In the meantime, soccer has given Gemma an outlet for her frustrations and helps her meet new friends in her new neighborhood. She gradually realizes what kind of adjustments her stepmother and new stepsister have had to make, and her attitude toward them softens. Gemma’s courage and realistic outlook on life brings about a happy resolution to her problems and the problems of other characters in the novel also. Tracey Morait’s Goalden Girl is a wholesome action story for young people about problems teenagers sometimes have to face and the therapeutic effect of intramural sports. If you are interested in soccer, or if your children play soccer, you will enjoy this book.

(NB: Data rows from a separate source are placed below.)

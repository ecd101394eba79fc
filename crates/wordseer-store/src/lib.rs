//! WordSeer Storage Layer
//!
//! Reference implementations of the `DocumentStore` trait.
//!
//! # Architecture
//!
//! - [`MemoryStore`] keeps documents in insertion order (useful for testing)
//! - [`JsonLinesStore`] writes one serialized document per line to any writer
//!
//! # Examples
//!
//! ```
//! use wordseer_domain::{Document, DocumentStore};
//! use wordseer_store::JsonLinesStore;
//!
//! let mut store = JsonLinesStore::new(Vec::new());
//! store.store_document(Document { title: "book".to_string(), ..Default::default() }).unwrap();
//!
//! let output = String::from_utf8(store.into_inner()).unwrap();
//! assert!(output.starts_with("{\"title\":\"book\""));
//! ```

#![warn(missing_docs)]

use std::io::Write;
use thiserror::Error;
use tracing::debug;
use wordseer_domain::{Document, DocumentStore};

/// Errors that can occur during storage operations
#[derive(Error, Debug)]
pub enum StoreError {
    /// Writer failed
    #[error("I/O error: {0}")]
    Io(#[from] std::io::Error),

    /// Document could not be serialized
    #[error("Serialization error: {0}")]
    Serialization(#[from] serde_json::Error),
}

/// In-memory document store
#[derive(Debug, Default)]
pub struct MemoryStore {
    documents: Vec<Document>,
}

impl MemoryStore {
    /// Create an empty store
    pub fn new() -> Self {
        Self::default()
    }

    /// Stored documents, in insertion order
    pub fn documents(&self) -> &[Document] {
        &self.documents
    }

    /// Number of stored documents
    pub fn len(&self) -> usize {
        self.documents.len()
    }

    /// Whether nothing has been stored
    pub fn is_empty(&self) -> bool {
        self.documents.is_empty()
    }

    /// Consume the store, returning its documents
    pub fn into_documents(self) -> Vec<Document> {
        self.documents
    }
}

impl DocumentStore for MemoryStore {
    type Error = StoreError;

    fn store_document(&mut self, document: Document) -> Result<(), Self::Error> {
        self.documents.push(document);
        Ok(())
    }
}

/// Document store writing JSON lines
///
/// Each document becomes one line of JSON; the writer is flushed after
/// every document so partial runs leave complete lines behind.
pub struct JsonLinesStore<W: Write> {
    writer: W,
    written: usize,
}

impl<W: Write> JsonLinesStore<W> {
    /// Create a store over `writer`
    pub fn new(writer: W) -> Self {
        Self { writer, written: 0 }
    }

    /// Number of documents written so far
    pub fn written(&self) -> usize {
        self.written
    }

    /// Consume the store, returning the writer
    pub fn into_inner(self) -> W {
        self.writer
    }
}

impl<W: Write> DocumentStore for JsonLinesStore<W> {
    type Error = StoreError;

    fn store_document(&mut self, document: Document) -> Result<(), Self::Error> {
        serde_json::to_writer(&mut self.writer, &document)?;
        self.writer.write_all(b"\n")?;
        self.writer.flush()?;
        self.written += 1;
        debug!("Wrote document '{}' ({} so far)", document.title, self.written);
        Ok(())
    }
}
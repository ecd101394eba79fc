//! Rule-based sentence segmentation

use crate::config::SegmenterConfig;
use std::collections::HashSet;
use wordseer_domain::{Segmenter, Sentence};

/// Splits text at sentence-final punctuation
///
/// A sentence ends at `.`, `!` or `?` (with any following terminators,
/// closing quotes and brackets) when whitespace or the end of text follows.
/// A period after a known abbreviation does not end a sentence. Neither does
/// a period after an initial: a lone capital letter other than the pronoun
/// `I`, followed by a capitalized word (`J. Doe`). A lettered label before
/// a new sentence (`Plan B. Next.`) reads the same way; disable
/// [`SegmenterConfig::initials`] where that matters. Line breaks end
/// sentences unless disabled.
#[derive(Debug, Clone)]
pub struct RuleSegmenter {
    abbreviations: HashSet<String>,
    initials: bool,
    split_on_newlines: bool,
}

impl Default for RuleSegmenter {
    fn default() -> Self {
        Self::new(&SegmenterConfig::default())
    }
}

impl RuleSegmenter {
    /// Create a segmenter from configuration
    pub fn new(config: &SegmenterConfig) -> Self {
        Self {
            abbreviations: config
                .abbreviations
                .iter()
                .map(|a| a.trim().trim_end_matches('.').to_lowercase())
                .collect(),
            initials: config.initials,
            split_on_newlines: config.split_on_newlines,
        }
    }

    /// Whether the period closing `current` belongs to an abbreviation or
    /// an initial; `following` is the text after it
    fn ends_with_abbreviation(&self, current: &str, following: &[char]) -> bool {
        let body = current.trim_end_matches(|c: char| is_terminator(c) || is_closer(c));
        let word = body
            .rsplit(char::is_whitespace)
            .next()
            .unwrap_or_default()
            .trim_start_matches(|c: char| !c.is_alphanumeric());

        if self.abbreviations.contains(&word.to_lowercase()) {
            return true;
        }

        let mut chars = word.chars();
        let lone_capital =
            matches!((chars.next(), chars.next()), (Some(c), None) if c.is_uppercase() && c != 'I');
        let capitalized_next = following
            .iter()
            .find(|c| !(c.is_whitespace() || is_opener(**c)))
            .is_some_and(|c| c.is_uppercase());
        self.initials && lone_capital && capitalized_next
    }
}

impl Segmenter for RuleSegmenter {
    fn tokenize(&self, text: &str) -> Vec<Sentence> {
        let chars: Vec<char> = text.chars().collect();
        let mut sentences = Vec::new();
        let mut current = String::new();
        let mut i = 0;

        while i < chars.len() {
            let c = chars[i];

            if c == '\n' && self.split_on_newlines {
                flush(&mut current, &mut sentences);
                i += 1;
                continue;
            }

            current.push(c);
            if is_terminator(c) {
                while let Some(&next) = chars.get(i + 1) {
                    if !(is_terminator(next) || is_closer(next)) {
                        break;
                    }
                    current.push(next);
                    i += 1;
                }

                let at_boundary = chars.get(i + 1).map_or(true, |n| n.is_whitespace());
                let abbreviated = c == '.' && self.ends_with_abbreviation(&current, &chars[i + 1..]);
                if at_boundary && !abbreviated {
                    flush(&mut current, &mut sentences);
                }
            }
            i += 1;
        }

        flush(&mut current, &mut sentences);
        sentences
    }
}

fn is_terminator(c: char) -> bool {
    matches!(c, '.' | '!' | '?')
}

fn is_closer(c: char) -> bool {
    matches!(c, '"' | '\'' | ')' | ']' | '\u{201d}' | '\u{2019}')
}

fn is_opener(c: char) -> bool {
    matches!(c, '"' | '\'' | '(' | '[' | '\u{201c}' | '\u{2018}')
}

fn flush(current: &mut String, sentences: &mut Vec<Sentence>) {
    let text = current.trim();
    if !text.is_empty() {
        sentences.push(Sentence::new(text));
    }
    current.clear();
}
//! WordSeer Extractor
//!
//! Converts marked-up documents into documents, units and sentences, guided
//! by a declarative structure specification.
//!
//! # Overview
//!
//! The Extractor is the ingestion pathway for XML corpora. The structure
//! specification says which markup nodes become units, which units nest, and
//! which attributes or text become metadata. Nothing is hard-coded per
//! document type.
//!
//! # Architecture
//!
//! ```text
//! Markup → MarkupTree → UnitBuilder ─┬─ match_nodes
//!                                    ├─ MetadataExtractor
//!                                    └─ SentenceCollector → Segmenter
//!        → Documents → DocumentStore
//! ```
//!
//! # Example Usage
//!
//! ```
//! use wordseer_extractor::{parse_structure, RuleSegmenter, StructureExtractor};
//!
//! # fn example() -> Result<(), wordseer_extractor::ExtractorError> {
//! let structure = parse_structure(
//!     r#"{"structureName": "book", "xpaths": ["/book"],
//!         "units": [{"structureName": "chapter", "xpaths": ["chapter"],
//!                    "xpaths-for-sentences": ["p"]}]}"#,
//! )?;
//!
//! let extractor = StructureExtractor::new(RuleSegmenter::default(), structure);
//! let documents =
//!     extractor.extract_str("<book><chapter><p>Hello. World.</p></chapter></book>")?;
//!
//! assert_eq!(documents.len(), 1);
//! assert_eq!(documents[0].children[0].sentences.len(), 2);
//! # Ok(())
//! # }
//! # example().unwrap();
//! ```

#![warn(missing_docs)]

mod config;
mod error;
mod extractor;
mod matcher;
mod metadata;
mod segmenter;
mod sentences;
mod structure;
mod units;


pub use config::{ExtractorConfig, SegmenterConfig};
pub use error::ExtractorError;
pub use extractor::StructureExtractor;
pub use matcher::match_nodes;
pub use metadata::{extract_metadata, MetadataExtractor};
pub use segmenter::RuleSegmenter;
pub use sentences::SentenceCollector;
pub use structure::{load_structure, parse_structure, read_structure};
pub use units::UnitBuilder;
//! Trait definitions for external collaborators
//!
//! The extractor depends on these boundaries only; implementations live in
//! other crates (a rule-based segmenter in `wordseer-extractor`, reference
//! stores in `wordseer-store`).

use crate::{Document, Sentence};

/// Trait for splitting raw text into sentences
///
/// Implementations return sentences with empty metadata. The returned
/// sequence must be finite, and calling `tokenize` again on the same text
/// must produce the same sentences.
pub trait Segmenter {
    /// Split `text` into sentences
    fn tokenize(&self, text: &str) -> Vec<Sentence>;
}

impl<T: Segmenter + ?Sized> Segmenter for &T {
    fn tokenize(&self, text: &str) -> Vec<Sentence> {
        (**self).tokenize(text)
    }
}

impl<T: Segmenter + ?Sized> Segmenter for Box<T> {
    fn tokenize(&self, text: &str) -> Vec<Sentence> {
        (**self).tokenize(text)
    }
}

/// Trait for persisting extracted documents
///
/// Implemented by the infrastructure layer (wordseer-store). The extractor
/// only hands documents over; it never reads them back.
pub trait DocumentStore {
    /// Error type for store operations
    type Error;

    /// Persist a completed document tree
    fn store_document(&mut self, document: Document) -> Result<(), Self::Error>;
}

The setting for the book is in the United Kingdom. The spelling and local slang words are unique to the United Kingdom. This adds a special flavor to the novel.
THREE STAR REVIEWS
Reviewed by Alexandra for Goodreads
The football stuff was great, even the LLF was well done and the development of the character Tyrone. The side plots, though, were just too much! Too many, and subject matters treated too lightly.
I really, really did not like the whole bit about the primary aged school girl being fat shamed into an eating disorder and, you know, I understand main characters don’t have to be perfect, but it’s the light hearted way it’s treated that makes me think we’re meant to just not see the faults of the main character that had a part to play in that, and to some degree even find it all amusing.
I’ve got the sequel too which I’ll read, but the side plots were something out of eastenders and let the book down.
Reviewed by Trupti Dorge for Goodreads
After Gemma’s mother’s death, her father remarries Shelley who Gemma’s hates. She also has a young daughter Portia who is as irritating as Shelley. Gemma has her entire world uprooted when she has to leave her old school, her friends and football.
She is unable to fit in the new school. It does not have a football team either. When the PE teacher Cassidy lends his support to introduce a girl’s football team, Gemma is ecstatic. But there are guys like Tyrone and his friends who will do anything to stop the girls from playing.
Then one day among all this chaos, Gemma sees her teacher Cassidy and her step mom Shelly kissing. She thinks if her dad comes to know about the affair, Shelly and her daughter Portia would have to leave the house.
The rest of the book is about how the girls manage to form a football team and the mystery surrounding her step mom’s affair.
I have kind of have mixed feelings over this book. When I started reading it, I was like, ‘okay, not bad, I can read this’. After some time, I was like, ‘Okay, this is interesting’. But somewhere at the middle I kind of started getting a little bored. I felt the story was not moving ahead.
Then suddenly I was hooked. I wanted to know what happened to Shelly and her father’s marriage. I wanted to know what the affair between Shelly and Cassidy was. And I could certainly empathize with Gemma. As the book was from Gemma’s perspective alone, there was hardly any character development for others. But I would not put that as a negative point here, rather just an observation.The end was unexpected but interesting. This book is funny at times and overall entertaining. I would recommend it to all teenagers, especially those who love playing any team sports. The matches in the book are really well written and those into playing sports would certainly enjoy them. For those who hate football, just skip the pages with the matches in it and the read the rest. It won’t disappoint.